Cerès Hermès Carre by Francoise Faconnet

Ceres Hermes scarf by the fabulously talented Francoise Faconnet doesn’t have anything to do with the dwarf planet nor the city in central California as you might already suspect.

Ceres Hermes scarf designed by Françoise Faconnet in 1967 – here an original issue

The Hermes Ceres is depicting the Roman Goddess by the same name. Ceres was the goddess of agriculture, fertility, grains, harvest, motherhood, and the earth and the Roman counterpart to the Greek Goddess Demeter. She is believed to have ended the unsettled wandering and lawless lifestyle of our predecessors and was credited to have given mankind agriculture and a new, civilized, way of living. The Romans celebrated and made sacrifices to Ceres throughout the year, from ploughing fields, to planting seeds up to harvest time.

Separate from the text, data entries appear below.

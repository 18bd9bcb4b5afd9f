//! Login and registration forms.

use crate::api::{ClientError, Credentials, Registration};

const EMAIL: &str = "email";
const PASSWORD: &str = "password";

/// Raw login form input.
#[derive(Debug, Clone, Default, PartialEq, Eq)]
pub struct LoginForm {
    /// Account email.
    pub email: String,
    /// Account password.
    pub password: String,
}

impl LoginForm {
    /// Validates the form into login credentials.
    ///
    /// # Errors
    ///
    /// Returns [`ClientError::Validation`] when the email is missing or
    /// malformed or the password is empty.
    pub fn validate(&self) -> Result<Credentials, ClientError> {
        Ok(Credentials {
            email: validate_email(&self.email)?,
            password: validate_password(&self.password)?,
        })
    }
}

/// Raw registration form input.
#[derive(Debug, Clone, Default, PartialEq, Eq)]
pub struct RegisterForm {
    /// Account email.
    pub email: String,
    /// Account password.
    pub password: String,
    /// Optional display name.
    pub username: Option<String>,
}

impl RegisterForm {
    /// Validates the form into a registration request. A blank username is
    /// left out.
    ///
    /// # Errors
    ///
    /// Returns [`ClientError::Validation`] for the same email and password
    /// rules as [`LoginForm::validate`].
    pub fn validate(&self) -> Result<Registration, ClientError> {
        Ok(Registration {
            email: validate_email(&self.email)?,
            password: validate_password(&self.password)?,
            username: self
                .username
                .as_deref()
                .map(str::trim)
                .filter(|name| !name.is_empty())
                .map(ToOwned::to_owned),
        })
    }
}

fn validate_email(raw: &str) -> Result<String, ClientError> {
    let email = raw.trim();
    if email.is_empty() {
        return Err(ClientError::validation(EMAIL, "is required"));
    }
    let well_formed = email
        .split_once('@')
        .is_some_and(|(local, domain)| !local.is_empty() && !domain.is_empty());
    if !well_formed {
        return Err(ClientError::validation(EMAIL, "must be an email address"));
    }
    Ok(email.to_owned())
}

fn validate_password(raw: &str) -> Result<String, ClientError> {
    if raw.is_empty() {
        return Err(ClientError::validation(PASSWORD, "is required"));
    }
    Ok(raw.to_owned())
}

The biggest festival in her honor, the Cerealia, was held from mid to late April and lasted several days. It took place at Circus Maximus, the large Roman stadium typically reserved for chariot racing. This annual festival involved some unusual pagan rituals like foxes running with lit torches tied to their tails or one that represented Ceres’ lost daughter Proserpina symbolized by a maiden running around dressed in white. Loving foxes since I was a little girl, I definitely prefer Lawrence Alma-Tadema’s version below.

Spring (1894) by Lawrence Alma-Tadema, depicting the Cerealia in a Roman street (courtesy J. Paul Getty Museum)

Francoise Faconnet’s placed her grain goddess at the center of her design and surrounded her with life’s overflowing bounty and beauty.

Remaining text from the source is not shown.